As the years ticked by, sleeping away from home was still less of a big deal.  Through the friends that she made, many opted for play-dates only, in lieu of long sleepovers.  Even as our older daughter was diagnosed, sleeping overnight still seemed less important than getting together for fun day-dates.  Perhaps it was a sign of the times as social networking (yes, the girls had phones - yep, no regrets!) was easier to stay at home but still communicate with friends.

Then, one day, fifth grade camp was upon us.  By then, we had stumbled through several uncoordinated, messy sleepovers and realized that the reason of not having them, was less about T1D and more about the cranky, irritable little girls that needed recovery sleep after.  Taking a plunge, I agreed to chaperone both sessions of the camp and rise above the fray of not just one or two tired girls, but an entire cabin of overly exhausted pre-teens. 

Simultaneously, through the years, our girls grew to handle more and more care.  They also fell in love with their T1D Camp Midicha and while it was a struggle to let go for an entire week, I also found it amazing that an entire volunteer platoon came forth to lead not only wee little ones but the older teens. 

Which has brought us to this point... a quiet house.  Both girls are happily ensconced at camp for the 9th year. 

And it feels.. right.  We now have an almost 17 year-old and 15 year-old.  In reflection, I am grateful that we didn't force or push separation any sooner.  The girls are both well-adjusted, able to care for themselves independently and have grown into their own pathways towards young adulthood.  Letting childhood happen organically, with or without T1D, during ages and stages, has made for a smooth growing cycle.

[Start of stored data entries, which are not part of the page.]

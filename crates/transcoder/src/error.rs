use std::path::PathBuf;
use std::time::Duration;
use thiserror::Error;
use crate::tracker::{JobProgressTracker, ProfileStatus};

/// Duration probing failures. Advisory only: callers fall back to a default.
#[derive(Debug, Error)]
pub enum ProbeError {
    #[error("failed to run ffprobe at {bin}: {source}")]
    Spawn {
        bin: PathBuf,
        #[source]
        source: std::io::Error,
    },
    #[error("ffprobe exited with code {code}: {stderr}")]
    NonZeroExit { code: i32, stderr: String },
    #[error("unparsable ffprobe output: {0}")]
    Unparsable(String),
    #[error("ffprobe reported no container duration")]
    MissingDuration,
}

/// Failure of one encoder invocation for one profile
#[derive(Debug, Error)]
pub enum EncodeError {
    #[error("failed to spawn encoder at {bin}: {source}")]
    Spawn {
        bin: PathBuf,
        #[source]
        source: std::io::Error,
    },
    #[error("encoder exited with code {}: {tail}", code.map(|c| c.to_string()).unwrap_or_else(|| "none (killed by signal)".to_string()))]
    NonZeroExit { code: Option<i32>, tail: String },
    #[error("encoder I/O error: {0}")]
    Io(#[from] std::io::Error),
    #[error("failed to prepare output {path}: {reason}")]
    Output { path: PathBuf, reason: String },
}

/// Invalid use of the job progress tracker
#[derive(Debug, Error, PartialEq, Eq)]
pub enum TrackerError {
    #[error("unknown profile: {0}")]
    UnknownProfile(String),
    #[error("profile {profile}: invalid transition {from:?} -> {to:?}")]
    InvalidTransition {
        profile: String,
        from: ProfileStatus,
        to: ProfileStatus,
    },
    #[error("profile {profile} is {status:?}, progress updates need RUNNING")]
    NotRunning {
        profile: String,
        status: ProfileStatus,
    },
}

/// Outcome of an orchestration run that did not produce a job result.
///
/// `FatalPrecondition` and `AllProfilesFailed` are job-level failures that end
/// up in the FAILURE payload. `ProfileFailure` never escapes the orchestrator:
/// it is recorded on the failing profile and the job moves on.
#[derive(Debug, Error)]
pub enum TranscodeError {
    #[error("{reason}")]
    FatalPrecondition {
        reason: String,
        tasks: JobProgressTracker,
    },
    #[error("profile {profile} failed: {source}")]
    ProfileFailure {
        profile: String,
        #[source]
        source: EncodeError,
    },
    #[error("{message}")]
    AllProfilesFailed {
        message: String,
        tasks: JobProgressTracker,
    },
    #[error("job exceeded time limit of {limit:?}")]
    TimeLimitExceeded {
        limit: Duration,
        tasks: Option<JobProgressTracker>,
    },
    #[error(transparent)]
    Tracker(#[from] TrackerError),
}

impl TranscodeError {
    /// Tracker snapshot attached to a job-level failure, if any
    pub fn tasks(&self) -> Option<&JobProgressTracker> {
        match self {
            TranscodeError::FatalPrecondition { tasks, .. }
            | TranscodeError::AllProfilesFailed { tasks, .. } => Some(tasks),
            TranscodeError::TimeLimitExceeded { tasks, .. } => tasks.as_ref(),
            _ => None,
        }
    }
}
use std::path::{Path, PathBuf};
use std::time::{Duration, SystemTime};
use log::{debug, info, warn};
use walkdir::WalkDir;

/// Files modified more recently than this may still be being written
const SETTLE_TIME: Duration = Duration::from_secs(2);

/// Result of scanning one inbox file
#[derive(Debug, Clone, PartialEq, Eq)]
pub enum ScanResult {
    /// File is ready to ingest (path, size in bytes)
    Candidate(PathBuf, u64),
    /// File is left alone this round (path, reason)
    Skipped(PathBuf, String),
}

/// Walk `inbox` for media files with an allowed extension.
/// A missing inbox is not an error; it just yields nothing.
pub fn scan_inbox(inbox: &Path, allowed_extensions: &[String]) -> Vec<ScanResult> {
    let mut results = Vec::new();
    if !inbox.exists() {
        warn!("Inbox does not exist: {}", inbox.display());
        return results;
    }

    debug!("Scanning inbox: {}", inbox.display());
    let now = SystemTime::now();

    for entry in WalkDir::new(inbox).follow_links(false) {
        let entry = match entry {
            Ok(e) => e,
            Err(e) => {
                warn!("Error reading inbox entry: {}", e);
                continue;
            }
        };

        let path = entry.path();
        if !path.is_file() {
            continue;
        }

        let name = path.file_name().and_then(|n| n.to_str()).unwrap_or("");
        if name.starts_with('.') {
            continue;
        }

        let ext = path
            .extension()
            .and_then(|e| e.to_str())
            .map(|e| e.to_ascii_lowercase())
            .unwrap_or_default();
        if !allowed_extensions.iter().any(|a| a.eq_ignore_ascii_case(&ext)) {
            results.push(ScanResult::Skipped(
                path.to_path_buf(),
                format!("unsupported extension: {:?}", ext),
            ));
            continue;
        }

        let metadata = match entry.metadata() {
            Ok(m) => m,
            Err(e) => {
                warn!("Failed to stat {}: {}", path.display(), e);
                continue;
            }
        };

        let settled = metadata
            .modified()
            .ok()
            .and_then(|mtime| now.duration_since(mtime).ok())
            .map(|age| age >= SETTLE_TIME)
            .unwrap_or(true);
        if !settled {
            results.push(ScanResult::Skipped(path.to_path_buf(), "still being written".to_string()));
            continue;
        }

        results.push(ScanResult::Candidate(path.to_path_buf(), metadata.len()));
    }

    let candidates = results
        .iter()
        .filter(|r| matches!(r, ScanResult::Candidate(_, _)))
        .count();
    if candidates > 0 {
        info!("Inbox scan found {} candidate(s) in {}", candidates, inbox.display());
    }
    results
}
//! Bounded pool of workers pulling submitted jobs off a shared queue.

use std::path::PathBuf;
use std::sync::Arc;
use std::time::Duration;
use anyhow::{anyhow, Result};
use log::{error, info, warn};
use tokio::task::JoinHandle;
use crate::error::TranscodeError;
use crate::job::{Job, JobFailure, JobResult};
use crate::orchestrator::Orchestrator;
use crate::task::{TaskBackend, TaskRecord, TaskReporter};

/// A job handed to the pool: id, location of the stored upload and the
/// client's original filename
#[derive(Debug, Clone, PartialEq, Eq)]
pub struct Submission {
    pub job_id: String,
    pub input_path: PathBuf,
    pub filename: String,
}

impl Submission {
    pub fn new(job_id: impl Into<String>, input_path: impl Into<PathBuf>, filename: impl Into<String>) -> Self {
        Self {
            job_id: job_id.into(),
            input_path: input_path.into(),
            filename: filename.into(),
        }
    }

    fn into_job(self) -> Job {
        Job {
            job_id: self.job_id,
            input_path: self.input_path,
            filename: self.filename,
        }
    }
}

/// Run one job to completion and publish exactly one terminal state.
///
/// With a time limit, the orchestration future is dropped once the limit
/// passes; encoder children are spawned with kill-on-drop so no process
/// outlives its job. The FAILURE payload then carries the last published
/// snapshot with every unfinished profile failed, and only COMPLETED
/// outputs stay on disk.
pub async fn execute_job(
    orchestrator: &Orchestrator,
    job: &Job,
    reporter: &mut TaskReporter,
    time_limit: Option<Duration>,
) -> Result<JobResult, TranscodeError> {
    let outcome = match time_limit {
        Some(limit) => {
            let timed = tokio::time::timeout(limit, orchestrator.run(job, reporter)).await;
            match timed {
                Ok(outcome) => outcome,
                Err(_) => Err(abandon_job(orchestrator, job, reporter, limit).await),
            }
        }
        None => orchestrator.run(job, reporter).await,
    };

    match &outcome {
        Ok(result) => reporter.success(result),
        Err(e) => {
            error!("Job {}: failed: {}", job.job_id, e);
            reporter.failure(&JobFailure {
                error: e.to_string(),
                tasks: e.tasks().cloned(),
            });
        }
    }

    outcome
}

async fn abandon_job(
    orchestrator: &Orchestrator,
    job: &Job,
    reporter: &TaskReporter,
    limit: Duration,
) -> TranscodeError {
    let mut tasks = reporter.last_progress().cloned();
    if let Some(tracker) = tasks.as_mut() {
        tracker.fail_unfinished(&format!("job exceeded time limit of {:?}", limit));
    }
    orchestrator.discard_unfinished(&job.job_id, tasks.as_ref()).await;
    TranscodeError::TimeLimitExceeded { limit, tasks }
}

/// Fixed-size worker pool. Jobs wait in an unbounded queue until a worker is
/// free; each worker runs one job at a time.
pub struct WorkerPool {
    tx: async_channel::Sender<Submission>,
    backend: Arc<dyn TaskBackend>,
    handles: Vec<JoinHandle<()>>,
}

impl WorkerPool {
    pub fn start(
        orchestrator: Arc<Orchestrator>,
        backend: Arc<dyn TaskBackend>,
        workers: usize,
        time_limit: Option<Duration>,
    ) -> Self {
        let (tx, rx) = async_channel::unbounded::<Submission>();
        let workers = workers.max(1);

        let handles = (0..workers)
            .map(|worker_id| {
                let rx = rx.clone();
                let orchestrator = orchestrator.clone();
                let backend = backend.clone();
                tokio::spawn(async move {
                    while let Ok(submission) = rx.recv().await {
                        let job = submission.into_job();
                        info!("Worker {}: picked up job {}", worker_id, job.job_id);
                        let mut reporter = TaskReporter::new(backend.clone(), job.job_id.clone());
                        let _ = execute_job(&orchestrator, &job, &mut reporter, time_limit).await;
                    }
                    info!("Worker {}: queue closed, exiting", worker_id);
                })
            })
            .collect();

        info!("Started {} worker(s)", workers);
        Self { tx, backend, handles }
    }

    /// Record the task as PENDING and enqueue it
    pub async fn submit(&self, submission: Submission) -> Result<()> {
        if let Err(e) = self.backend.store(TaskRecord::pending(&submission.job_id)) {
            warn!("Job {}: failed to record PENDING state: {}", submission.job_id, e);
        }
        let job_id = submission.job_id.clone();
        self.tx
            .send(submission)
            .await
            .map_err(|_| anyhow!("worker queue is closed, cannot submit job {}", job_id))
    }

    /// Jobs submitted but not yet picked up
    pub fn queued(&self) -> usize {
        self.tx.len()
    }

    /// Stop accepting jobs, let workers drain the queue and wait for them
    pub async fn shutdown(self) {
        self.tx.close();
        for handle in self.handles {
            if let Err(e) = handle.await {
                error!("Worker task panicked: {}", e);
            }
        }
    }
}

I worry less because, I too, have been given time to teach myself how to navigate their childhood.  There has been no hurry, no rush and no keeping up with the Jones'.  Instead, the girls have led the way and together, we have allowed them freedoms at the right times.

The house is quiet.  The children are away from home.  And as a mom, it is OK.

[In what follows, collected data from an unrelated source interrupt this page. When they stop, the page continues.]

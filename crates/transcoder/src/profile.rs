use serde::{Deserialize, Serialize};

/// One target output of a job: a unique name and the geometry handed to the
/// encoder's scale filter.
#[derive(Debug, Clone, PartialEq, Eq, Serialize, Deserialize)]
pub struct ResolutionProfile {
    pub name: String,
    pub scale_spec: String,
}

impl ResolutionProfile {
    pub fn new(name: impl Into<String>, scale_spec: impl Into<String>) -> Self {
        Self {
            name: name.into(),
            scale_spec: scale_spec.into(),
        }
    }
}

/// Process-wide profile table. Order is the processing order.
/// `-2` keeps the source aspect ratio with an even width.
const DEFAULT_PROFILES: &[(&str, &str)] = &[
    ("360p", "-2:360"),
    ("720p", "-2:720"),
    ("1080p", "-2:1080"),
];

/// Returns the default resolution profile table in processing order
pub fn default_profiles() -> Vec<ResolutionProfile> {
    DEFAULT_PROFILES
        .iter()
        .map(|(name, scale)| ResolutionProfile::new(*name, *scale))
        .collect()
}

/// Look up a profile by name in the default table
pub fn find_profile(name: &str) -> Option<ResolutionProfile> {
    DEFAULT_PROFILES
        .iter()
        .find(|(n, _)| *n == name)
        .map(|(n, scale)| ResolutionProfile::new(*n, *scale))
}

/// Names of the default profiles, in order
pub fn profile_names() -> Vec<&'static str> {
    DEFAULT_PROFILES.iter().map(|(name, _)| *name).collect()
}
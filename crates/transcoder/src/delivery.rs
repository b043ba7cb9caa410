use std::path::{Path, PathBuf};
use thiserror::Error;
use crate::config::TranscodeConfig;
use crate::job::{JobResult, JobStore};
use crate::profile::{find_profile, profile_names};
use crate::task::{BackendError, BackendTaskHandle, TaskBackend, TaskHandle, TaskState};
use crate::tracker::ProfileStatus;

#[derive(Debug, Error)]
pub enum DeliveryError {
    #[error("invalid resolution {profile}, available: {}", available.join(", "))]
    UnknownProfile { profile: String, available: Vec<String> },
    #[error("task {0} not found")]
    JobNotFound(String),
    #[error("{profile} of task {job_id} is not available")]
    NotReady { job_id: String, profile: String },
    #[error("file not found on disk: {0}")]
    FileMissing(PathBuf),
    #[error("failed to look up task: {0}")]
    Store(#[source] anyhow::Error),
    #[error("failed to read task state: {0}")]
    Task(#[source] BackendError),
}

/// A rendition ready to be handed to a client
#[derive(Debug, Clone, PartialEq, Eq)]
pub struct Download {
    pub path: PathBuf,
    pub download_name: String,
    pub media_type: &'static str,
}

/// Locate the output of `profile` for `job_id`.
///
/// Only profiles marked COMPLETED in a SUCCESS payload are served; a file
/// left behind by a running, failed or killed encode never is. The
/// client-facing name is `transcoded_<original stem>_<profile>.<ext>`.
pub fn resolve_download(
    cfg: &TranscodeConfig,
    jobs: &dyn JobStore,
    tasks: &dyn TaskBackend,
    job_id: &str,
    profile: &str,
) -> Result<Download, DeliveryError> {
    if find_profile(profile).is_none() {
        return Err(DeliveryError::UnknownProfile {
            profile: profile.to_string(),
            available: profile_names().into_iter().map(String::from).collect(),
        });
    }

    let record = jobs
        .get(job_id)
        .map_err(DeliveryError::Store)?
        .ok_or_else(|| DeliveryError::JobNotFound(job_id.to_string()))?;

    if !profile_completed(tasks, job_id, profile)? {
        return Err(DeliveryError::NotReady {
            job_id: job_id.to_string(),
            profile: profile.to_string(),
        });
    }

    let path = cfg.output_path(job_id, profile);
    if !path.is_file() {
        return Err(DeliveryError::FileMissing(path));
    }

    let stem = Path::new(&record.filename)
        .file_stem()
        .map(|s| s.to_string_lossy().to_string())
        .unwrap_or_else(|| job_id.to_string());

    Ok(Download {
        path,
        download_name: format!("transcoded_{}_{}.{}", stem, profile, cfg.container_ext),
        media_type: media_type(&cfg.container_ext),
    })
}

fn profile_completed(tasks: &dyn TaskBackend, job_id: &str, profile: &str) -> Result<bool, DeliveryError> {
    let task = BackendTaskHandle::new(tasks, job_id)
        .current_state()
        .map_err(DeliveryError::Task)?;
    if task.state != TaskState::Success {
        return Ok(false);
    }

    let result: JobResult = serde_json::from_value(task.payload).map_err(|e| {
        DeliveryError::Task(BackendError::Corrupted {
            task_id: job_id.to_string(),
            reason: e.to_string(),
        })
    })?;
    Ok(result
        .tasks
        .get(profile)
        .map(|p| p.status == ProfileStatus::Completed)
        .unwrap_or(false))
}

pub fn media_type(container_ext: &str) -> &'static str {
    match container_ext.to_ascii_lowercase().as_str() {
        "mp4" | "m4v" => "video/mp4",
        "mkv" => "video/x-matroska",
        "mov" => "video/quicktime",
        "webm" => "video/webm",
        _ => "application/octet-stream",
    }
}

#[cfg(test)]
mod tests {
    use super::*;
    use crate::job::{FinalStatus, JobRecord, MemoryJobStore};
    use crate::profile::ResolutionProfile;
    use crate::task::{MemoryTaskBackend, TaskRecord};
    use crate::tracker::JobProgressTracker;

    fn setup() -> (tempfile::TempDir, TranscodeConfig, MemoryJobStore, MemoryTaskBackend) {
        let dir = tempfile::tempdir().unwrap();
        let mut cfg = TranscodeConfig::default_config();
        cfg.output_dir = dir.path().to_path_buf();
        let jobs = MemoryJobStore::new();
        jobs.create(JobRecord::new("j1", "My Clip.mov")).unwrap();
        (dir, cfg, jobs, MemoryTaskBackend::new())
    }

    /// 360p done, 720p still encoding at 37%
    fn halfway() -> JobProgressTracker {
        let mut tracker = JobProgressTracker::new(&[
            ResolutionProfile::new("360p", "-2:360"),
            ResolutionProfile::new("720p", "-2:720"),
        ]);
        tracker.mark_running("360p").unwrap();
        tracker.mark_completed("360p").unwrap();
        tracker.mark_running("720p").unwrap();
        tracker.update("720p", 37).unwrap();
        tracker
    }

    fn store(tasks: &MemoryTaskBackend, state: TaskState, payload: serde_json::Value) {
        tasks.store(TaskRecord::new("j1", state, payload)).unwrap();
    }

    #[test]
    fn test_resolves_completed_output() {
        let (_dir, cfg, jobs, tasks) = setup();
        let mut tracker = halfway();
        tracker.mark_failed("720p", "encoder exited with code 1").unwrap();
        let result = JobResult {
            final_status: FinalStatus::PartialSuccess,
            job_id: "j1".to_string(),
            tasks: tracker,
        };
        store(&tasks, TaskState::Success, serde_json::to_value(&result).unwrap());
        std::fs::write(cfg.output_path("j1", "360p"), b"x").unwrap();

        let download = resolve_download(&cfg, &jobs, &tasks, "j1", "360p").unwrap();
        assert_eq!(download.path, cfg.output_dir.join("j1_360p.mp4"));
        assert_eq!(download.download_name, "transcoded_My Clip_360p.mp4");
        assert_eq!(download.media_type, "video/mp4");

        // Failed profile stays hidden even if a file is lying around
        std::fs::write(cfg.output_path("j1", "720p"), b"junk").unwrap();
        assert!(matches!(
            resolve_download(&cfg, &jobs, &tasks, "j1", "720p"),
            Err(DeliveryError::NotReady { .. })
        ));
    }

    #[test]
    fn test_running_profile_is_not_served() {
        let (_dir, cfg, jobs, tasks) = setup();
        store(&tasks, TaskState::Progress, serde_json::to_value(halfway()).unwrap());
        std::fs::write(cfg.output_path("j1", "360p"), b"x").unwrap();
        std::fs::write(cfg.output_path("j1", "720p"), b"half-muxed").unwrap();

        for profile in ["360p", "720p"] {
            match resolve_download(&cfg, &jobs, &tasks, "j1", profile) {
                Err(DeliveryError::NotReady { profile: p, .. }) => assert_eq!(p, profile),
                other => panic!("expected NotReady for {}, got {:?}", profile, other),
            }
        }
    }

    #[test]
    fn test_lookup_failures() {
        let (_dir, cfg, jobs, tasks) = setup();
        match resolve_download(&cfg, &jobs, &tasks, "j1", "4k") {
            Err(DeliveryError::UnknownProfile { available, .. }) => {
                assert_eq!(available, vec!["360p", "720p", "1080p"]);
            }
            other => panic!("expected UnknownProfile, got {:?}", other),
        }
        assert!(matches!(
            resolve_download(&cfg, &jobs, &tasks, "nope", "360p"),
            Err(DeliveryError::JobNotFound(_))
        ));
        // No task state yet
        assert!(matches!(
            resolve_download(&cfg, &jobs, &tasks, "j1", "360p"),
            Err(DeliveryError::NotReady { .. })
        ));

        store(&tasks, TaskState::Success, serde_json::json!({"status": 7}));
        assert!(matches!(
            resolve_download(&cfg, &jobs, &tasks, "j1", "360p"),
            Err(DeliveryError::Task(BackendError::Corrupted { .. }))
        ));
    }

    #[test]
    fn test_completed_profile_without_file() {
        let (_dir, cfg, jobs, tasks) = setup();
        let mut tracker = halfway();
        tracker.mark_completed("720p").unwrap();
        let result = JobResult {
            final_status: FinalStatus::Completed,
            job_id: "j1".to_string(),
            tasks: tracker,
        };
        store(&tasks, TaskState::Success, serde_json::to_value(&result).unwrap());
        assert!(matches!(
            resolve_download(&cfg, &jobs, &tasks, "j1", "720p"),
            Err(DeliveryError::FileMissing(_))
        ));
    }
}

Yes, I miss them tremendously, but I know that the foundation has been laid for a successful transition to college and beyond. 

This is what we hoped to accomplish all the way back in 2006. 

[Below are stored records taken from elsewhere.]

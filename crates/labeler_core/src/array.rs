//! Loading `.npy` images and scaling them to the unit interval.

use crate::error::{LabelError, Result};
use ndarray::{Array2, ArrayD, Axis, Ix2};
use ndarray_npy::{ReadNpyError, ReadNpyExt, ReadableElement};
use std::fs;
use std::io::ErrorKind;
use std::path::Path;

/// Read a 2-D numeric array from an `.npy` file.
///
/// Any integer or float dtype is accepted and widened to `f64`. Singleton axes
/// are squeezed, so `(1, H, W)` and `(H, W, 1)` load as `(H, W)`.
pub fn load_array(path: impl AsRef<Path>) -> Result<Array2<f64>> {
    let path = path.as_ref();
    let load_err = |reason: String| LabelError::ArrayLoadError {
        path: path.to_path_buf(),
        reason,
    };
    let bytes = fs::read(path).map_err(|e| match e.kind() {
        ErrorKind::NotFound => load_err("file not found".to_string()),
        _ => load_err(e.to_string()),
    })?;

    let array = decode_any(&bytes).map_err(|e| load_err(e.to_string()))?;
    let array = squeeze(array);
    if array.ndim() != 2 {
        return Err(load_err(format!(
            "expected a 2-D array, found shape {:?}",
            array.shape()
        )));
    }
    if array.is_empty() {
        return Err(load_err("array is empty".to_string()));
    }
    array
        .into_dimensionality::<Ix2>()
        .map_err(|e| load_err(e.to_string()))
}

fn decode_any(bytes: &[u8]) -> std::result::Result<ArrayD<f64>, ReadNpyError> {
    let first = match decode_as::<f64>(bytes, |v| v) {
        Ok(a) => return Ok(a),
        Err(e) => e,
    };
    decode_as::<f32>(bytes, f64::from)
        .or_else(|_| decode_as::<u8>(bytes, f64::from))
        .or_else(|_| decode_as::<u16>(bytes, f64::from))
        .or_else(|_| decode_as::<u32>(bytes, f64::from))
        .or_else(|_| decode_as::<i8>(bytes, f64::from))
        .or_else(|_| decode_as::<i16>(bytes, f64::from))
        .or_else(|_| decode_as::<i32>(bytes, f64::from))
        .or_else(|_| decode_as::<i64>(bytes, |v| v as f64))
        .or_else(|_| decode_as::<u64>(bytes, |v| v as f64))
        .map_err(|_| first)
}

fn decode_as<T>(bytes: &[u8], widen: fn(T) -> f64) -> std::result::Result<ArrayD<f64>, ReadNpyError>
where
    T: ReadableElement + Copy,
{
    let raw = ArrayD::<T>::read_npy(bytes)?;
    Ok(raw.mapv(widen))
}

fn squeeze(mut array: ArrayD<f64>) -> ArrayD<f64> {
    while array.ndim() > 2 {
        match array.shape().iter().position(|&len| len == 1) {
            Some(axis) => array = array.index_axis_move(Axis(axis), 0),
            None => break,
        }
    }
    array
}

/// Min-max scale `array` to `[0, 1]` over its own values.
///
/// `name` only labels the error when the range is zero or any value is not
/// finite.
pub fn normalize(array: &Array2<f64>, name: &str) -> Result<Array2<f64>> {
    if array.iter().any(|v| !v.is_finite()) {
        return Err(LabelError::DegenerateRange {
            name: name.to_string(),
        });
    }
    let (min, max) = array
        .iter()
        .fold((f64::INFINITY, f64::NEG_INFINITY), |(lo, hi), &v| {
            (lo.min(v), hi.max(v))
        });
    let range = max - min;
    if !range.is_finite() || range <= 0.0 {
        return Err(LabelError::DegenerateRange {
            name: name.to_string(),
        });
    }
    Ok(array.mapv(|v| (v - min) / range))
}

#[cfg(test)]
mod tests {
    use super::*;
    use anyhow::Result;
    use approx::assert_relative_eq;
    use ndarray::{Array3, array};
    use ndarray_npy::write_npy;
    use std::fs::File;
    use std::io::Write;
    use tempfile::tempdir;

    #[test]
    fn loads_f32_and_widens() -> Result<()> {
        let dir = tempdir()?;
        let path = dir.path().join("a_gt.npy");
        write_npy(&path, &array![[0.5f32, 1.0], [2.0, 4.0]])?;
        let loaded = load_array(&path)?;
        assert_eq!(loaded, array![[0.5, 1.0], [2.0, 4.0]]);
        Ok(())
    }

    #[test]
    fn loads_integer_arrays() -> Result<()> {
        let dir = tempdir()?;
        let path = dir.path().join("a_gt.npy");
        write_npy(&path, &array![[0u16, 300], [65535, 7]])?;
        let loaded = load_array(&path)?;
        assert_eq!(loaded[[1, 0]], 65535.0);
        Ok(())
    }

    #[test]
    fn squeezes_channel_axis() -> Result<()> {
        let dir = tempdir()?;
        let path = dir.path().join("a_gt.npy");
        write_npy(&path, &Array3::<f64>::from_elem((4, 3, 1), 2.0))?;
        let loaded = load_array(&path)?;
        assert_eq!(loaded.dim(), (4, 3));
        Ok(())
    }

    #[test]
    fn rejects_three_channel_volume() -> Result<()> {
        let dir = tempdir()?;
        let path = dir.path().join("a_gt.npy");
        write_npy(&path, &Array3::<f64>::zeros((4, 3, 3)))?;
        let err = load_array(&path).unwrap_err();
        assert!(matches!(err, LabelError::ArrayLoadError { .. }));
        Ok(())
    }

    #[test]
    fn rejects_garbage_and_missing_files() -> Result<()> {
        let dir = tempdir()?;
        let path = dir.path().join("junk_gt.npy");
        File::create(&path)?.write_all(b"definitely not numpy")?;
        assert!(matches!(
            load_array(&path).unwrap_err(),
            LabelError::ArrayLoadError { .. }
        ));
        assert!(matches!(
            load_array(dir.path().join("absent.npy")).unwrap_err(),
            LabelError::ArrayLoadError { .. }
        ));
        Ok(())
    }

    #[test]
    fn normalize_spans_unit_interval() -> Result<()> {
        let a = array![[-3.0, 1.0], [5.0, 0.0]];
        let n = normalize(&a, "a")?;
        let min = n.iter().cloned().fold(f64::INFINITY, f64::min);
        let max = n.iter().cloned().fold(f64::NEG_INFINITY, f64::max);
        assert_eq!(min, 0.0);
        assert_eq!(max, 1.0);
        assert_relative_eq!(n[[0, 1]], 0.5);
        Ok(())
    }

    #[test]
    fn normalize_flat_array_is_degenerate() {
        let err = normalize(&Array2::from_elem((3, 3), 7.0), "flat_gt.npy").unwrap_err();
        match err {
            LabelError::DegenerateRange { name } => assert_eq!(name, "flat_gt.npy"),
            other => panic!("unexpected error: {other}"),
        }
    }

    #[test]
    fn normalize_rejects_non_finite_values() {
        let a = array![[0.0, f64::INFINITY]];
        assert!(matches!(
            normalize(&a, "inf").unwrap_err(),
            LabelError::DegenerateRange { .. }
        ));
    }

    #[test]
    fn normalize_rejects_nan_next_to_valid_range() {
        let a = array![[0.0, 1.0], [f64::NAN, 0.5]];
        assert!(matches!(
            normalize(&a, "nan_gt.npy").unwrap_err(),
            LabelError::DegenerateRange { .. }
        ));
    }
}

I am sure I will cry next spring when that graduation cap is on her curly head.  And again, in two more short, fleeting years for our youngest.  However, those tears will also be mixed with pride at the accomplishment that we made together in creating a family unit that allowed our girls to pursue their passions, dreams, hopes, accomplishments and independence, all while living with T1D. 

That's what I hope we all feel when we find ourselves faced with a quiet house. 

Well done, parents and kids!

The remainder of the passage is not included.